Using the records below, filter for lines that contain the string "count" and copy them out.

####

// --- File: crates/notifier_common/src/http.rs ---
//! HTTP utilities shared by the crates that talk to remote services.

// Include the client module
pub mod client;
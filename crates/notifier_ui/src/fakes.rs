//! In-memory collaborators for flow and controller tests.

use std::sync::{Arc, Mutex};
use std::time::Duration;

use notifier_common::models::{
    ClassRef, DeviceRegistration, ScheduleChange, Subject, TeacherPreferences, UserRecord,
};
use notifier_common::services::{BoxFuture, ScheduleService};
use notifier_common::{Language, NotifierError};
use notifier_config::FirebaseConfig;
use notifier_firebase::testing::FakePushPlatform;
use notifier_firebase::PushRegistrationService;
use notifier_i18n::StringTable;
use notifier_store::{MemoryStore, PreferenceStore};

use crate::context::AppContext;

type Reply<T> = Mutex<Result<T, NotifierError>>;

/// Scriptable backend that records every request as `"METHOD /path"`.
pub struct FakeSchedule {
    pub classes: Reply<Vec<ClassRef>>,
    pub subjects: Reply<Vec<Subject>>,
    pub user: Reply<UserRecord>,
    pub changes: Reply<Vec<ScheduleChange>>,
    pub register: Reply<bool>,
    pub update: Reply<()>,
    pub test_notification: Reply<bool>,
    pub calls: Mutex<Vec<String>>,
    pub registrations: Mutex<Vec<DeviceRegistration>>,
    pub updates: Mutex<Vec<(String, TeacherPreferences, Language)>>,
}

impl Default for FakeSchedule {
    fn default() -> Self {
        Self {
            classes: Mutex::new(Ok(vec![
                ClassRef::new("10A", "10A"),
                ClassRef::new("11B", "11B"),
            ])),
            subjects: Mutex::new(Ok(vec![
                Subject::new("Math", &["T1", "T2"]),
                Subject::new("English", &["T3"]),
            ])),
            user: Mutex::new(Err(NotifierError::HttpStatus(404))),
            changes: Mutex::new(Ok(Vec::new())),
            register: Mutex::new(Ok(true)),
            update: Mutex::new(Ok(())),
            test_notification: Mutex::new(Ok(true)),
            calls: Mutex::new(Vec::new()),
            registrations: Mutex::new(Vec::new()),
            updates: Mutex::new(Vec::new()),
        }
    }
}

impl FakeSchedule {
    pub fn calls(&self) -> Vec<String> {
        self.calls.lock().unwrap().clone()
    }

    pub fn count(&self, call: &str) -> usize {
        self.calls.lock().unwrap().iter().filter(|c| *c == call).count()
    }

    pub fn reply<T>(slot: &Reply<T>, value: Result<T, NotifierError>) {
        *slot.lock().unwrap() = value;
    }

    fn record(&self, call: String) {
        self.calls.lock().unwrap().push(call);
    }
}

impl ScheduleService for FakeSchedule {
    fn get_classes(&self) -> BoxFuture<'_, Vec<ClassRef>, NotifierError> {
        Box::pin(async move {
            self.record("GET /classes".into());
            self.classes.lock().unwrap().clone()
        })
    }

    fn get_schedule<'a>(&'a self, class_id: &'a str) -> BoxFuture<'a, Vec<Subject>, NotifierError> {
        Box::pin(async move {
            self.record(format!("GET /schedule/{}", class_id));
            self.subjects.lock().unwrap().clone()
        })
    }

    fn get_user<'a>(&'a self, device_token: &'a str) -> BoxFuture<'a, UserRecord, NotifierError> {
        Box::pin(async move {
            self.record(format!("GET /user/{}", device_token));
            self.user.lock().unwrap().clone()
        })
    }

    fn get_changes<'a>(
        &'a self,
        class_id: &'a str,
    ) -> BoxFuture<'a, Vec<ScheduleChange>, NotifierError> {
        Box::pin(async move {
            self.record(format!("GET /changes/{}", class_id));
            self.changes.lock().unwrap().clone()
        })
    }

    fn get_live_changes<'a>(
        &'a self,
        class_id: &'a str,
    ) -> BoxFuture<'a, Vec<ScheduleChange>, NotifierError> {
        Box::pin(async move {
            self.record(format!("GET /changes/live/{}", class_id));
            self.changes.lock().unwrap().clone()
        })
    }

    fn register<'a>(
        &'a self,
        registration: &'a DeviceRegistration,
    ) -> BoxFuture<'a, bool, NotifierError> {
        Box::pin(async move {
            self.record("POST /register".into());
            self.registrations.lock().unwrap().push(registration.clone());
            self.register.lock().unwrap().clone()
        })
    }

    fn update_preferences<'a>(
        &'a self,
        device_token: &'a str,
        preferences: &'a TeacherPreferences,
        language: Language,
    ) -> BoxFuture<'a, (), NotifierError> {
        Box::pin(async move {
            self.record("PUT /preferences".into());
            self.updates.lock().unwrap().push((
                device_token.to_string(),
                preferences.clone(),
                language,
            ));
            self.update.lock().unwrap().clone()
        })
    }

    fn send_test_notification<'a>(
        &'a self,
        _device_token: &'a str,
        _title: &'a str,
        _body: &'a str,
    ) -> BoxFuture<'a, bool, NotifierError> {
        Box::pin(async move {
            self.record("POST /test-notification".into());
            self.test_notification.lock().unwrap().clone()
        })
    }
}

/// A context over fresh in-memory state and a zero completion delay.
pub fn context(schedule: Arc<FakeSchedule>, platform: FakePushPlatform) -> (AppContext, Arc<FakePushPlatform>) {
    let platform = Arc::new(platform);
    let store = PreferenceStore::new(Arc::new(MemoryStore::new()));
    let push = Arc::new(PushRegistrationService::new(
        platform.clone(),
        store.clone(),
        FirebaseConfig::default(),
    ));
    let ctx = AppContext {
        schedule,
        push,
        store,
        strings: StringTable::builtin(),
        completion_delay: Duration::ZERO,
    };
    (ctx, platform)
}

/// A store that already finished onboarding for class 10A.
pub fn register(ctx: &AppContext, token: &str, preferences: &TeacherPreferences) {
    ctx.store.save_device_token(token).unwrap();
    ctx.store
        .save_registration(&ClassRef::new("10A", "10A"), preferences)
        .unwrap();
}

####

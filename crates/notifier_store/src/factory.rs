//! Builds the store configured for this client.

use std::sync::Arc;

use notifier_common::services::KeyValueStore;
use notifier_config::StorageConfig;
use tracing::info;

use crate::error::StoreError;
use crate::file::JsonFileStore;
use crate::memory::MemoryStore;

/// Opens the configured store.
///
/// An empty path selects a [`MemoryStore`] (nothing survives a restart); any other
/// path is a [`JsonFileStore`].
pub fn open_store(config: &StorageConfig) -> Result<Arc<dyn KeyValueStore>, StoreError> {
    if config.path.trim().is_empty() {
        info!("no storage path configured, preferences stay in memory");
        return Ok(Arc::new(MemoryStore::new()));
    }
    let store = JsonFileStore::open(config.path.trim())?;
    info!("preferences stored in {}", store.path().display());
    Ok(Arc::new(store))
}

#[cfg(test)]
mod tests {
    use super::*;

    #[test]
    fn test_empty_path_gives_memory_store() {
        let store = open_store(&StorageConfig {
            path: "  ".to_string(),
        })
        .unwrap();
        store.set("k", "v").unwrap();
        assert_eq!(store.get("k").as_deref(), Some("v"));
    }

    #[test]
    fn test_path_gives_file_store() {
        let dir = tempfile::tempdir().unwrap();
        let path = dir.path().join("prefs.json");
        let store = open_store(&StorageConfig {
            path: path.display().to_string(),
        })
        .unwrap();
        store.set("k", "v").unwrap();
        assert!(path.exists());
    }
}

####

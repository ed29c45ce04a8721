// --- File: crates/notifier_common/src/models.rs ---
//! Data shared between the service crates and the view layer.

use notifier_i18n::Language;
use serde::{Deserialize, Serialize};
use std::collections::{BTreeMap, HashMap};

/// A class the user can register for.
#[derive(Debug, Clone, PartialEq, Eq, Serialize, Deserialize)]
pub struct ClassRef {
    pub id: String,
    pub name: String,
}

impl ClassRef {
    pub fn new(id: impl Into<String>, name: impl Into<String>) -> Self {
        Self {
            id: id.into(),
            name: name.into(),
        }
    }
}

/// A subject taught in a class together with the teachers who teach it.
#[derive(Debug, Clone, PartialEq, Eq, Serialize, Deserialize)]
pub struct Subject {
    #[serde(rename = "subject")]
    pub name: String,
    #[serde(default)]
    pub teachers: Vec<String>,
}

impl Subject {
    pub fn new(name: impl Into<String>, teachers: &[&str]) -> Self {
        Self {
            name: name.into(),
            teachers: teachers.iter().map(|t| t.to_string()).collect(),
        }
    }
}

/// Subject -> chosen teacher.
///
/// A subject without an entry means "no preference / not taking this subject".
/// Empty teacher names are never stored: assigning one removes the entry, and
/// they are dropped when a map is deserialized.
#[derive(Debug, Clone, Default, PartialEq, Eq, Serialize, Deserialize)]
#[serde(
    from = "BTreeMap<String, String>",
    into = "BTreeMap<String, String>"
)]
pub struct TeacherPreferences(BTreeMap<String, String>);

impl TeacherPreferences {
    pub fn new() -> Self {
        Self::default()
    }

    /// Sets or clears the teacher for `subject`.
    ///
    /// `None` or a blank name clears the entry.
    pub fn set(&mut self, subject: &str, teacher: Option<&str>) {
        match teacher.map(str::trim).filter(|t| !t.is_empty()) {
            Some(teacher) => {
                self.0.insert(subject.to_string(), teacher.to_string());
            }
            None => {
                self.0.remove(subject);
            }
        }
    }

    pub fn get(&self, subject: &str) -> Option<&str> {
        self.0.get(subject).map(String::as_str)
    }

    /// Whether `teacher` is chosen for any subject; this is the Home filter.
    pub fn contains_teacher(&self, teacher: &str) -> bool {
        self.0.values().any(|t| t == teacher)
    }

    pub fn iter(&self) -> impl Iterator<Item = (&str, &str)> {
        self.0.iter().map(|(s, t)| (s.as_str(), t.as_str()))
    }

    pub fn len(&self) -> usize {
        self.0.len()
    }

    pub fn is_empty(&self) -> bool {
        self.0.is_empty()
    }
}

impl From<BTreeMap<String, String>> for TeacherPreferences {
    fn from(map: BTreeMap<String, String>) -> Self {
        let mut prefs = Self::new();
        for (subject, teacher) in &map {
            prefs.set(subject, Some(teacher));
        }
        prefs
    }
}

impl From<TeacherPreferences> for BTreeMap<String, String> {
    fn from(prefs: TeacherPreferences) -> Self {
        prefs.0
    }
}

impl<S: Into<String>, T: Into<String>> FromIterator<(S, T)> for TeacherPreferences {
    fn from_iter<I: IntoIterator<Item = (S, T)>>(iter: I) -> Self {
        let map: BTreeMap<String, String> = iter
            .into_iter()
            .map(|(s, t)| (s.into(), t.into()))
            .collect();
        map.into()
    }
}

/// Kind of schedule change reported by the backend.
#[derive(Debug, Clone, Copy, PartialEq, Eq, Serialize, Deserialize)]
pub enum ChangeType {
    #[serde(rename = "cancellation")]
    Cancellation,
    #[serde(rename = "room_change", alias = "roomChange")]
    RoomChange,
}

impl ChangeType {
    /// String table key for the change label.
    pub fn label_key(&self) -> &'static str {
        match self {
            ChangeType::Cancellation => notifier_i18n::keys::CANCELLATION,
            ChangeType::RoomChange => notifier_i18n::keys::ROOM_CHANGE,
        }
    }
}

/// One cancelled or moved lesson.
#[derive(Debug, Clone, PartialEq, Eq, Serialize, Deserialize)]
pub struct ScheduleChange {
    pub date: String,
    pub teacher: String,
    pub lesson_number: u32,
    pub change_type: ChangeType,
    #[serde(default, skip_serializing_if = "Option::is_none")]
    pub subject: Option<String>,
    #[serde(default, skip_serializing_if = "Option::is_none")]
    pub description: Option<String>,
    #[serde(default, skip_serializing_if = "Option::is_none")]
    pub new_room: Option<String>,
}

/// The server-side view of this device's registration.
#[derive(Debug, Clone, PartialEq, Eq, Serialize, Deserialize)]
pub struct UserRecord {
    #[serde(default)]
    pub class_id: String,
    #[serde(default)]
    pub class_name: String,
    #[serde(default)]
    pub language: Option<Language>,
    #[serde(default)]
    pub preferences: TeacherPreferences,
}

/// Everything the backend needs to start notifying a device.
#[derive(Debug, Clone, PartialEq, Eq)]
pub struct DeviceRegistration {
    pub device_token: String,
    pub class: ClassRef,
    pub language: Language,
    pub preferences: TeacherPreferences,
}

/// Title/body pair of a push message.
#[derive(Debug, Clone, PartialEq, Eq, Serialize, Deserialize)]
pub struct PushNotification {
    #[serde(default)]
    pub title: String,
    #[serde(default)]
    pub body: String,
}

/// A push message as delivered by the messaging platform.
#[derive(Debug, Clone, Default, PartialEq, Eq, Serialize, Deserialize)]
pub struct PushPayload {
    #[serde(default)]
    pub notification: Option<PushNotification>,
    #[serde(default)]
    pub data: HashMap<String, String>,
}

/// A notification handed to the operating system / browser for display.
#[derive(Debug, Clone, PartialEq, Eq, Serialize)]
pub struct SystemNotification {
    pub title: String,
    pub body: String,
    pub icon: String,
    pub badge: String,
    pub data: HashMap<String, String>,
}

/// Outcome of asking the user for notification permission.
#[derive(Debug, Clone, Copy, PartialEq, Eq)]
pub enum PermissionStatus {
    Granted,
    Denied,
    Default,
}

####

=== Result of this task ===
    pub fn count(&self, call: &str) -> usize {
        self.calls.lock().unwrap().iter().filter(|c| *c == call).count()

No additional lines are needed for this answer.